Stored data entries:

----

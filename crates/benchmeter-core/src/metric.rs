//! Metric catalogue.
//!
//! Every measurable quantity is a [`MetricKind`]. A metric is backed either by
//! an interposition hook, by the operating system's process accounting, by the
//! clock, or is derived from several hook counters.

use crate::hooks::EventSource;
use serde::{Deserialize, Serialize};
use std::fmt;
use std::str::FromStr;

/// Identifier of a measured quantity.
#[derive(Debug, Clone, Copy, PartialEq, Eq, Hash, PartialOrd, Ord, Serialize, Deserialize)]
#[serde(rename_all = "camelCase")]
pub enum MetricKind {
    /// Wall clock time of a batch, in nanoseconds
    WallClock,
    /// User space CPU time of a batch, in nanoseconds
    CpuUser,
    /// Kernel CPU time of a batch, in nanoseconds
    CpuSystem,
    /// User + kernel CPU time of a batch, in nanoseconds
    CpuTotal,
    /// Number of allocations
    MallocCountTotal,
    /// Number of bytes requested from the allocator
    AllocatedBytes,
    /// Number of deallocations
    FreeCountTotal,
    /// Allocations not matched by a deallocation within the batch
    MemoryLeaked,
    /// Number of tracked objects created
    ObjectAllocCount,
    /// Number of tracked handle clones
    RetainCount,
    /// Number of tracked handle drops
    ReleaseCount,
    /// `|objects + retains - releases|`, non-zero usually means a leak or cycle
    RetainReleaseDelta,
    /// I/O syscalls (read + write)
    Syscalls,
    /// Read-like syscalls
    ReadSyscalls,
    /// Write-like syscalls
    WriteSyscalls,
    /// Voluntary and involuntary context switches
    ContextSwitches,
    /// Resident set high-water mark at the end of the batch, in bytes
    PeakMemoryResident,
}

impl MetricKind {
    /// Every supported metric, in catalogue order.
    pub const ALL: &'static [MetricKind] = &[
        MetricKind::WallClock,
        MetricKind::CpuUser,
        MetricKind::CpuSystem,
        MetricKind::CpuTotal,
        MetricKind::MallocCountTotal,
        MetricKind::AllocatedBytes,
        MetricKind::FreeCountTotal,
        MetricKind::MemoryLeaked,
        MetricKind::ObjectAllocCount,
        MetricKind::RetainCount,
        MetricKind::ReleaseCount,
        MetricKind::RetainReleaseDelta,
        MetricKind::Syscalls,
        MetricKind::ReadSyscalls,
        MetricKind::WriteSyscalls,
        MetricKind::ContextSwitches,
        MetricKind::PeakMemoryResident,
    ];

    /// Metrics collected when a benchmark does not choose its own.
    pub const DEFAULT: &'static [MetricKind] = &[
        MetricKind::WallClock,
        MetricKind::CpuTotal,
        MetricKind::MallocCountTotal,
        MetricKind::PeakMemoryResident,
    ];

    /// Allocator related metrics.
    pub const MEMORY: &'static [MetricKind] = &[
        MetricKind::MallocCountTotal,
        MetricKind::AllocatedBytes,
        MetricKind::FreeCountTotal,
        MetricKind::MemoryLeaked,
        MetricKind::PeakMemoryResident,
    ];

    /// Object lifecycle metrics.
    pub const LIFECYCLE: &'static [MetricKind] = &[
        MetricKind::ObjectAllocCount,
        MetricKind::RetainCount,
        MetricKind::ReleaseCount,
        MetricKind::RetainReleaseDelta,
    ];

    /// Operating system accounting metrics.
    pub const SYSTEM: &'static [MetricKind] = &[
        MetricKind::CpuUser,
        MetricKind::CpuSystem,
        MetricKind::CpuTotal,
        MetricKind::Syscalls,
        MetricKind::ReadSyscalls,
        MetricKind::WriteSyscalls,
        MetricKind::ContextSwitches,
        MetricKind::PeakMemoryResident,
    ];

    /// Hook event sources this metric is computed from.
    pub fn event_sources(self) -> &'static [EventSource] {
        match self {
            MetricKind::MallocCountTotal | MetricKind::AllocatedBytes => &[EventSource::Allocation],
            MetricKind::FreeCountTotal => &[EventSource::Deallocation],
            MetricKind::MemoryLeaked => &[EventSource::Allocation, EventSource::Deallocation],
            MetricKind::ObjectAllocCount => &[EventSource::ObjectAlloc],
            MetricKind::RetainCount => &[EventSource::Retain],
            MetricKind::ReleaseCount => &[EventSource::Release],
            MetricKind::RetainReleaseDelta => &[
                EventSource::ObjectAlloc,
                EventSource::Retain,
                EventSource::Release,
            ],
            _ => &[],
        }
    }

    /// Whether the metric is read from operating system accounting.
    pub fn uses_os_stats(self) -> bool {
        matches!(
            self,
            MetricKind::CpuUser
                | MetricKind::CpuSystem
                | MetricKind::CpuTotal
                | MetricKind::Syscalls
                | MetricKind::ReadSyscalls
                | MetricKind::WriteSyscalls
                | MetricKind::ContextSwitches
                | MetricKind::PeakMemoryResident
        )
    }

    /// True for time based metrics (reported in nanoseconds).
    pub fn is_duration(self) -> bool {
        matches!(
            self,
            MetricKind::WallClock | MetricKind::CpuUser | MetricKind::CpuSystem | MetricKind::CpuTotal
        )
    }

    /// Stable machine name, as used in threshold and baseline files.
    pub fn name(self) -> &'static str {
        match self {
            MetricKind::WallClock => "wallClock",
            MetricKind::CpuUser => "cpuUser",
            MetricKind::CpuSystem => "cpuSystem",
            MetricKind::CpuTotal => "cpuTotal",
            MetricKind::MallocCountTotal => "mallocCountTotal",
            MetricKind::AllocatedBytes => "allocatedBytes",
            MetricKind::FreeCountTotal => "freeCountTotal",
            MetricKind::MemoryLeaked => "memoryLeaked",
            MetricKind::ObjectAllocCount => "objectAllocCount",
            MetricKind::RetainCount => "retainCount",
            MetricKind::ReleaseCount => "releaseCount",
            MetricKind::RetainReleaseDelta => "retainReleaseDelta",
            MetricKind::Syscalls => "syscalls",
            MetricKind::ReadSyscalls => "readSyscalls",
            MetricKind::WriteSyscalls => "writeSyscalls",
            MetricKind::ContextSwitches => "contextSwitches",
            MetricKind::PeakMemoryResident => "peakMemoryResident",
        }
    }

    /// Unit suffix for display.
    pub fn unit(self) -> &'static str {
        match self {
            m if m.is_duration() => "ns",
            MetricKind::AllocatedBytes | MetricKind::PeakMemoryResident => "B",
            _ => "#",
        }
    }
}

impl fmt::Display for MetricKind {
    fn fmt(&self, f: &mut fmt::Formatter<'_>) -> fmt::Result {
        let label = match self {
            MetricKind::WallClock => "Time (wall clock)",
            MetricKind::CpuUser => "Time (user CPU)",
            MetricKind::CpuSystem => "Time (system CPU)",
            MetricKind::CpuTotal => "Time (total CPU)",
            MetricKind::MallocCountTotal => "Malloc (total)",
            MetricKind::AllocatedBytes => "Memory (allocated bytes)",
            MetricKind::FreeCountTotal => "Free (total)",
            MetricKind::MemoryLeaked => "Malloc / free Δ",
            MetricKind::ObjectAllocCount => "Object allocs",
            MetricKind::RetainCount => "Retains",
            MetricKind::ReleaseCount => "Releases",
            MetricKind::RetainReleaseDelta => "(Alloc + Retain) - Release Δ",
            MetricKind::Syscalls => "Syscalls (total)",
            MetricKind::ReadSyscalls => "Syscalls (read)",
            MetricKind::WriteSyscalls => "Syscalls (write)",
            MetricKind::ContextSwitches => "Context switches",
            MetricKind::PeakMemoryResident => "Memory (resident peak)",
        };
        f.write_str(label)
    }
}

/// Error returned when parsing an unknown metric name.
#[derive(Debug, Clone, PartialEq, Eq, thiserror::Error)]
#[error("Unknown metric: {0}")]
pub struct UnknownMetric(pub String);

impl FromStr for MetricKind {
    type Err = UnknownMetric;

    fn from_str(s: &str) -> Result<Self, Self::Err> {
        MetricKind::ALL
            .iter()
            .copied()
            .find(|metric| metric.name() == s)
            .ok_or_else(|| UnknownMetric(s.to_string()))
    }
}

#[cfg(test)]
mod tests {
    use super::*;

    #[test]
    fn names_round_trip_through_from_str() {
        for metric in MetricKind::ALL {
            assert_eq!(metric.name().parse::<MetricKind>(), Ok(*metric));
        }
    }

    #[test]
    fn serde_name_matches_machine_name() {
        for metric in MetricKind::ALL {
            let json = serde_json::to_string(metric).unwrap();
            assert_eq!(json, format!("\"{}\"", metric.name()));
        }
    }

    #[test]
    fn unknown_metric_is_rejected() {
        let err = "mallocs".parse::<MetricKind>().unwrap_err();
        assert_eq!(err, UnknownMetric("mallocs".to_string()));
    }

    #[test]
    fn derived_metrics_depend_on_several_sources() {
        assert_eq!(MetricKind::RetainReleaseDelta.event_sources().len(), 3);
        assert_eq!(MetricKind::MemoryLeaked.event_sources().len(), 2);
        assert!(MetricKind::WallClock.event_sources().is_empty());
        assert!(!MetricKind::WallClock.uses_os_stats());
        assert!(MetricKind::Syscalls.uses_os_stats());
    }
}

----

**PROBLEM TO SOLVE**
Only the span from the line with "assert_eq!(metric.name().parse::<MetricKind>(), Ok(*metric));" through the final line of the records goes in the output, each line unchanged.

**REPLY TO THE TASK**
            assert_eq!(metric.name().parse::<MetricKind>(), Ok(*metric));
        }
    }

    #[test]
    fn serde_name_matches_machine_name() {
        for metric in MetricKind::ALL {
            let json = serde_json::to_string(metric).unwrap();
            assert_eq!(json, format!("\"{}\"", metric.name()));
        }
    }

    #[test]
    fn unknown_metric_is_rejected() {
        let err = "mallocs".parse::<MetricKind>().unwrap_err();
        assert_eq!(err, UnknownMetric("mallocs".to_string()));
    }

    #[test]
    fn derived_metrics_depend_on_several_sources() {
        assert_eq!(MetricKind::RetainReleaseDelta.event_sources().len(), 3);
        assert_eq!(MetricKind::MemoryLeaked.event_sources().len(), 2);
        assert!(MetricKind::WallClock.event_sources().is_empty());
        assert!(!MetricKind::WallClock.uses_os_stats());
        assert!(MetricKind::Syscalls.uses_os_stats());
    }
}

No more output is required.